From Pandemic to Endemic: The Future of Work-Life Balance
The novel coronavirus has created unprecedented challenges that were unforeseeable two years ago. The University of Denver is bringing together experts from around the country to discuss the impact of COVID-19 on individuals, relationships, mental health and workplaces during the second annual Seeking Tomorrow’s Answers Together (STAT) Conference on January 26.
The DU Newsroom is also exploring many of these challenges by speaking with faculty experts about the issues that have arisen or have been exacerbated because of the pandemic. One area of interest is work-life balance. Cindi Fukami is a professor in the Department of Management in the Daniels College of Business. She shares her thoughts about work-life balance in this interview with the DU Newsroom.
We’ve talked about work-life balance for years. It seems to have taken on new urgency since the start of COVID. How did the pandemic push this to the top of employee awareness?
I started my first research project on work-life balance in 1980, so yes, it has been talked about for a long time. As more and more women entered the workforce, the traditional view that women’s work was to take care of the home and family started to shift. Families began to depend on two incomes, and U.S. workers were providing more hours to the labor market than any other developed nation on earth. COVID accelerated this trend and the conflict between work and life demands — both for two parent families and for single parent families — was front and center. With schools closing and day care less available, taking care of children had to be balanced with getting jobs done.
Employees without children are also affected by working from home. While work could be spread throughout the day making some activities more convenient and useful for those who prefer a flexible schedule, work also became a potentially 24/7 activity, leaving little time for personal needs. When you add in COVID’s impact on general life activities, most people had little opportunity for rest and rejuvenation.
What are people looking for in work-life balance?
I think the word “balance” is the key. Too much of anything, even something good, can be bad! Other developed nations provide significantly more vacation time than does the U.S., as well as more benefits for working parents.
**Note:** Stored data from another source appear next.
use std::io;
use std::path::{Path, PathBuf};
use std::sync::atomic::AtomicBool;
use std::sync::{mpsc, Arc};
use std::thread;

use anyhow::{bail, Context, Result};
use clap::{Parser, Subcommand};
use crossterm::{
    event::{DisableMouseCapture, EnableMouseCapture},
    execute,
    terminal::{disable_raw_mode, enable_raw_mode, EnterAlternateScreen, LeaveAlternateScreen},
};
use ratatui::{backend::CrosstermBackend, Terminal};

use autobr_core::assets::{self, PickTarget, ASSET_DIR};
use autobr_core::clock::SystemClock;
use autobr_core::notify::WebhookNotifier;
use autobr_core::platform::{create_platform, hotkey, Platform};
use autobr_core::settings::RunConfig;
use autobr_core::types::{Area, Command, Landmark};
use autobr_core::{logger, runner};

/// Lobby-to-results automation for solo battle royale queues.
#[derive(Parser, Debug)]
#[command(name = "autobr", version, about)]
struct Cli {
    /// Config file, created on first edit
    #[arg(long, default_value = "config.json")]
    config: PathBuf,

    /// Use the logging stub instead of the real screen and input
    #[arg(long)]
    stub: bool,

    /// Debug-level logging
    #[arg(long)]
    debug: bool,

    #[command(subcommand)]
    command: Option<Cmd>,
}

#[derive(Subcommand, Debug)]
enum Cmd {
    /// Crop a screen region into assets/<landmark>.png and bind it
    Capture {
        landmark: Landmark,
        /// x,y,w,h in screen pixels
        area: Area,
        #[arg(long, default_value_t = 3)]
        delay: u64,
    },
    /// Store the cursor position as pos1/pos2, or two corners as the outcome area
    Pick {
        target: PickTarget,
        #[arg(long, default_value_t = 3)]
        delay: u64,
    },
    /// Capture the full screen for outcome reports
    ClearArea,
    /// Post a test message to the configured webhook
    TestWebhook,
}

fn main() -> Result<()> {
    let cli = Cli::parse();

    let cwd = std::env::current_dir().unwrap_or_else(|_| PathBuf::from("."));
    let _log_guard = logger::init(&cwd.join("logs"), cli.debug)?;

    let platform: Arc<dyn Platform> = Arc::from(create_platform(cli.stub));

    match cli.command {
        None => dashboard(&cli.config, platform),
        Some(Cmd::Capture { landmark, area, delay }) => capture(&cli.config, platform.as_ref(), landmark, area, delay),
        Some(Cmd::Pick { target, delay }) => pick(&cli.config, platform.as_ref(), target, delay),
        Some(Cmd::ClearArea) => {
            let mut cfg = RunConfig::load(&cli.config);
            assets::clear_area(&mut cfg);
            cfg.save(&cli.config)?;
            println!("outcome area cleared");
            Ok(())
        }
        Some(Cmd::TestWebhook) => test_webhook(&cli.config),
    }
}

fn dashboard(config: &Path, platform: Arc<dyn Platform>) -> Result<()> {
    let (log_tx, log_rx) = mpsc::channel::<String>();
    let (event_tx, event_rx) = mpsc::channel();
    let (cmd_tx, cmd_rx) = mpsc::channel::<Command>();

    logger::set_tui_sender(log_tx);
    tracing::info!(platform = platform.name(), "autobr started");

    let config_path = config.to_path_buf();
    let supervisor = thread::Builder::new()
        .name("runner".into())
        .spawn(move || runner::supervise(&config_path, platform, cmd_rx, event_tx))
        .context("failed to spawn runner thread")?;

    let hotkey_flag = Arc::new(AtomicBool::new(false));
    hotkey::start_hotkey_listener(Arc::clone(&hotkey_flag));

    enable_raw_mode()?;
    let mut stdout = io::stdout();
    execute!(stdout, EnterAlternateScreen, EnableMouseCapture)?;
    let mut terminal = Terminal::new(CrosstermBackend::new(stdout))?;

    let mut app = autobr_tui::App::new(log_rx, event_rx, cmd_tx, hotkey_flag);
    let result = autobr_tui::event::run(&mut terminal, &mut app);

    disable_raw_mode()?;
    execute!(terminal.backend_mut(), LeaveAlternateScreen, DisableMouseCapture)?;
    terminal.show_cursor()?;

    // make sure the worker has released its keys before exit
    app.quit();
    drop(app);
    if supervisor.join().is_err() {
        eprintln!("runner thread panicked");
    }

    result
}

fn capture(config: &Path, platform: &dyn Platform, landmark: Landmark, area: Area, delay: u64) -> Result<()> {
    let mut cfg = RunConfig::load(config);
    let mut devices = platform.devices()?;

    println!("capturing {} from {} in {}s, bring the game to the front", landmark, area, delay);
    assets::countdown(&SystemClock::new(), delay, "capture", &mut io::stdout())?;
    let dest = assets::capture_landmark(devices.screen.as_mut(), &mut cfg, landmark, area, Path::new(ASSET_DIR))?;
    cfg.save(config)?;

    println!("saved {} and bound it to '{}'", dest.display(), landmark.key());
    Ok(())
}

fn pick(config: &Path, platform: &dyn Platform, target: PickTarget, delay: u64) -> Result<()> {
    let mut cfg = RunConfig::load(config);
    let mut devices = platform.devices()?;
    let clock = SystemClock::new();

    match target {
        PickTarget::OutcomeArea => {
            println!("hover the top-left corner");
            assets::countdown(&clock, delay, "first corner", &mut io::stdout())?;
            let a = assets::read_cursor(devices.input.as_mut())?;
            println!("first corner {}, now hover the bottom-right corner", a);
            assets::countdown(&clock, delay, "second corner", &mut io::stdout())?;
            let b = assets::read_cursor(devices.input.as_mut())?;
            let area = assets::set_area(&mut cfg, a, b)?;
            println!("outcome area set to {}", area);
        }
        _ => {
            println!("hover the target point");
            assets::countdown(&clock, delay, "reading cursor", &mut io::stdout())?;
            let p = assets::read_cursor(devices.input.as_mut())?;
            assets::set_point(&mut cfg, target, p)?;
            println!("{:?} set to {}", target, p);
        }
    }

    cfg.save(config)?;
    Ok(())
}

fn test_webhook(config: &Path) -> Result<()> {
    let cfg = RunConfig::load(config);
    cfg.validate()?;
    let notifier = WebhookNotifier::new(cfg.discord_webhook)?;
    if !notifier.is_configured() {
        bail!("no discord_webhook in {}", config.display());
    }
    notifier.post("autobr webhook test", None)?;
    println!("webhook OK");
    Ok(())
}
In short, people want the ability to have a productive life along with a productive work life.
How do employers benefit by supporting work-life balance for their employees?
We’ve known for a while that naps and rest breaks taken during the workday are associated with greater productivity. In the New Deal, the 1938 Fair Labor Standards Act set the standard of a 40-hour work week and it has not been changed/reduced since then. It would be interesting to see if worker productivity could be the same or even greater in a 32-hour, 4-day workweek, or even in a 4-day, 40-hour work week. Again, workers in the U.S. have been working very long hours compared to other developed nations.
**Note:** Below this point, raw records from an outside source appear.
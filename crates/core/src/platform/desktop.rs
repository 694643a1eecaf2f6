use std::collections::HashMap;
use std::path::{Path, PathBuf};
use std::thread;
use std::time::{Duration, Instant};

use anyhow::{Context, Result};
use enigo::{Button, Coordinate, Direction, Enigo, Key, Keyboard, Mouse, Settings};
use image::imageops::{self, FilterType};
use image::{GrayImage, RgbaImage};
use imageproc::template_matching::{find_extremes, match_template_parallel, MatchTemplateMethod};
use tracing::{debug, info};

use super::{Devices, Input, InputError, Platform, Screen};
use crate::types::*;

/// Matching runs at 1/SCALE resolution.
const SCALE: u32 = 2;
/// Consecutive locates within this window share one capture.
const FRAME_TTL: Duration = Duration::from_millis(150);
const MOVE_STEP: Duration = Duration::from_millis(10);

/// Real screen and input: `xcap` capture, `imageproc` matching, `enigo` synthesis.
pub struct DesktopPlatform;

impl Platform for DesktopPlatform {
    fn name(&self) -> &str {
        "desktop"
    }

    fn devices(&self) -> Result<Devices> {
        let enigo = Enigo::new(&Settings::default()).context("failed to open input backend")?;
        info!("desktop devices created");
        Ok(Devices {
            screen: Box::new(DesktopScreen::default()),
            input: Box::new(DesktopInput { enigo }),
        })
    }
}

struct Frame {
    taken: Instant,
    origin: Point,
    gray: GrayImage,
    /// Best score and position per template, scored against this frame.
    hits: HashMap<PathBuf, (f32, (u32, u32))>,
}

#[derive(Default)]
struct DesktopScreen {
    templates: HashMap<PathBuf, GrayImage>,
    frame: Option<Frame>,
}

fn primary_monitor() -> Result<xcap::Monitor> {
    let monitors = xcap::Monitor::all().context("failed to list monitors")?;
    let mut fallback = None;
    for m in monitors {
        if m.is_primary().unwrap_or(false) {
            return Ok(m);
        }
        fallback.get_or_insert(m);
    }
    fallback.context("no monitor found")
}

fn capture_full() -> Result<(Point, RgbaImage)> {
    let monitor = primary_monitor()?;
    let origin = Point::new(monitor.x()?, monitor.y()?);
    let img = monitor.capture_image().context("screen capture failed")?;
    Ok((origin, img))
}

fn downscale(img: &GrayImage) -> GrayImage {
    let w = (img.width() / SCALE).max(1);
    let h = (img.height() / SCALE).max(1);
    imageops::resize(img, w, h, FilterType::Triangle)
}

impl DesktopScreen {
    fn frame(&mut self) -> Result<&Frame> {
        let stale = self.frame.as_ref().map_or(true, |f| f.taken.elapsed() > FRAME_TTL);
        if stale {
            let (origin, img) = capture_full()?;
            let gray = downscale(&imageops::grayscale(&img));
            self.frame = Some(Frame { taken: Instant::now(), origin, gray, hits: HashMap::new() });
        }
        self.frame.as_ref().context("frame missing after capture")
    }

    fn template(&mut self, path: &Path) -> Result<&GrayImage> {
        if !self.templates.contains_key(path) {
            let img = image::open(path)
                .with_context(|| format!("failed to read template {}", path.display()))?
                .to_luma8();
            self.templates.insert(path.to_path_buf(), downscale(&img));
        }
        self.templates.get(path).context("template missing after load")
    }
}

impl Screen for DesktopScreen {
    fn locate(&mut self, template: &Path, min_confidence: f32) -> Result<Option<Region>> {
        if !template.is_file() {
            return Ok(None);
        }
        let tpl = self.template(template)?.clone();
        self.frame()?;
        let Some(frame) = self.frame.as_mut() else {
            return Ok(None);
        };
        if tpl.width() > frame.gray.width() || tpl.height() > frame.gray.height() {
            return Ok(None);
        }

        let (score, (x, y)) = match frame.hits.get(template) {
            Some(hit) => *hit,
            None => {
                let hit = best_match(&frame.gray, &tpl);
                debug!("{} best score {:.3}", template.display(), hit.0);
                frame.hits.insert(template.to_path_buf(), hit);
                hit
            }
        };
        if score < min_confidence {
            return Ok(None);
        }

        Ok(Some(Region {
            l: frame.origin.x + (x * SCALE) as i32,
            t: frame.origin.y + (y * SCALE) as i32,
            w: (tpl.width() * SCALE) as i32,
            h: (tpl.height() * SCALE) as i32,
        }))
    }

    fn screenshot(&mut self, area: Option<Area>, dest: &Path) -> Result<()> {
        let (origin, img) = capture_full()?;
        let out = match area {
            Some(a) => {
                let x = (a.x - origin.x).max(0) as u32;
                let y = (a.y - origin.y).max(0) as u32;
                imageops::crop_imm(&img, x, y, a.w, a.h).to_image()
            }
            None => img,
        };
        if let Some(dir) = dest.parent().filter(|d| !d.as_os_str().is_empty()) {
            std::fs::create_dir_all(dir)?;
        }
        out.save(dest)
            .with_context(|| format!("failed to save screenshot to {}", dest.display()))?;
        Ok(())
    }
}

/// Highest normalized cross-correlation of `tpl` over `frame` and where it sits.
fn best_match(frame: &GrayImage, tpl: &GrayImage) -> (f32, (u32, u32)) {
    let scores = match_template_parallel(frame, tpl, MatchTemplateMethod::CrossCorrelationNormalized);
    let best = find_extremes(&scores);
    (best.max_value, best.max_value_location)
}

struct DesktopInput {
    enigo: Enigo,
}

fn backend(e: enigo::InputError) -> InputError {
    InputError::Backend(e.to_string())
}

/// Map a config key name to an enigo key.
pub fn parse_key(name: &str) -> Result<Key, InputError> {
    let lower = name.trim().to_lowercase();
    let mut chars = lower.chars();
    if let (Some(c), None) = (chars.next(), chars.next()) {
        return Ok(Key::Unicode(c));
    }
    let key = match lower.as_str() {
        "space" => Key::Space,
        "enter" | "return" => Key::Return,
        "esc" | "escape" => Key::Escape,
        "tab" => Key::Tab,
        "shift" => Key::Shift,
        "ctrl" | "control" => Key::Control,
        "alt" => Key::Alt,
        "up" => Key::UpArrow,
        "down" => Key::DownArrow,
        "left" => Key::LeftArrow,
        "right" => Key::RightArrow,
        "f1" => Key::F1,
        "f2" => Key::F2,
        "f3" => Key::F3,
        "f4" => Key::F4,
        "f5" => Key::F5,
        "f6" => Key::F6,
        "f7" => Key::F7,
        "f8" => Key::F8,
        "f9" => Key::F9,
        "f10" => Key::F10,
        "f11" => Key::F11,
        "f12" => Key::F12,
        _ => return Err(InputError::UnknownKey(name.to_string())),
    };
    Ok(key)
}

impl Input for DesktopInput {
    fn move_to(&mut self, x: i32, y: i32, duration: Duration) -> Result<(), InputError> {
        let (sx, sy) = self.enigo.location().map_err(backend)?;
        let steps = (duration.as_millis() / MOVE_STEP.as_millis()).max(1) as i32;
        for i in 1..=steps {
            let px = sx + (x - sx) * i / steps;
            let py = sy + (y - sy) * i / steps;
            self.enigo.move_mouse(px, py, Coordinate::Abs).map_err(backend)?;
            if i < steps {
                thread::sleep(MOVE_STEP);
            }
        }
        Ok(())
    }

    fn move_by(&mut self, dx: i32, dy: i32) -> Result<(), InputError> {
        self.enigo.move_mouse(dx, dy, Coordinate::Rel).map_err(backend)
    }

    fn mouse_down(&mut self) -> Result<(), InputError> {
        self.enigo.button(Button::Left, Direction::Press).map_err(backend)
    }

    fn mouse_up(&mut self) -> Result<(), InputError> {
        self.enigo.button(Button::Left, Direction::Release).map_err(backend)
    }

    fn click(&mut self) -> Result<(), InputError> {
        self.enigo.button(Button::Left, Direction::Click).map_err(backend)
    }

    fn key_down(&mut self, key: &str) -> Result<(), InputError> {
        let k = parse_key(key)?;
        self.enigo.key(k, Direction::Press).map_err(backend)
    }

    fn key_up(&mut self, key: &str) -> Result<(), InputError> {
        let k = parse_key(key)?;
        self.enigo.key(k, Direction::Release).map_err(backend)
    }

    fn cursor(&mut self) -> Result<Point, InputError> {
        let (x, y) = self.enigo.location().map_err(backend)?;
        Ok(Point::new(x, y))
    }
}

#[cfg(test)]
mod tests {
    use super::*;

    #[test]
    fn parses_layout_keys() {
        assert_eq!(parse_key("W").unwrap(), Key::Unicode('w'));
        assert_eq!(parse_key("1").unwrap(), Key::Unicode('1'));
        assert_eq!(parse_key("space").unwrap(), Key::Space);
        assert_eq!(parse_key("F1").unwrap(), Key::F1);
    }

    fn textured(w: u32, h: u32) -> GrayImage {
        GrayImage::from_fn(w, h, |x, y| image::Luma([((x * 37 + y * 91) % 251) as u8]))
    }

    #[test]
    fn best_match_finds_the_cropped_patch() {
        let frame = textured(64, 48);
        let tpl = imageops::crop_imm(&frame, 20, 10, 8, 8).to_image();
        let (score, at) = best_match(&frame, &tpl);
        assert!(score > 0.99, "score {}", score);
        assert_eq!(at, (20, 10));
    }

    #[test]
    fn scores_are_reused_within_a_frame() {
        let dir = tempfile::tempdir().unwrap();
        let path = dir.path().join("open.png");
        std::fs::write(&path, b"").unwrap();

        let gray = textured(64, 48);
        let tpl = imageops::crop_imm(&gray, 20, 10, 8, 8).to_image();
        let mut screen = DesktopScreen {
            templates: HashMap::from([(path.clone(), tpl)]),
            frame: Some(Frame { taken: Instant::now(), origin: Point::new(0, 0), gray, hits: HashMap::new() }),
        };

        let first = screen.locate(&path, 0.9).unwrap();
        assert_eq!(first, Some(Region { l: 40, t: 20, w: 16, h: 16 }));

        // same frame: the stored score answers without rematching
        if let Some(frame) = screen.frame.as_mut() {
            assert_eq!(frame.hits.len(), 1);
            frame.gray = GrayImage::new(64, 48);
        }
        assert_eq!(screen.locate(&path, 0.9).unwrap(), first);
        assert_eq!(screen.locate(&path, 1.01).unwrap(), None);
    }

    #[test]
    fn rejects_unknown_key_names() {
        assert!(matches!(parse_key("hyper"), Err(InputError::UnknownKey(k)) if k == "hyper"));
    }
}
According to the New York Times, by April 2020, homebound working Americans were working three more hours on the job each day, replacing commutes with Zoom meetings and Slack messages. Many of those workers now report burn out. How can we create better work-life balance while working remotely?
It's hard to know whether these early reports we are receiving are reliable and valid. I assume work hours from home were self-reported and may not be accurate. On the other hand, I don’t have a hard time believing that we worked more hours as we had nothing else to do and, during lockdown, attending meetings was the only way we could interact with other people.
Still, whatever the reason, it is clear that many are burned out and physically and mentally tired. The time has come for us to review and seek out best practices for remote work. These include logistical issues like logging work hours, providing appropriate equipment for the home office, helping parents deal with day care and schooling, and helping adult children care for elderly relatives, among other issues. And they also include work issues — every job is not well suited for remote work, and every supervisor is not equipped to effectively lead remote workers. This requires rethinking of how closely we need to monitor and control work or whether employees are capable of self-control. We would not continue to use a machine that was broken — hopefully we see our human employees to be as important as a machine.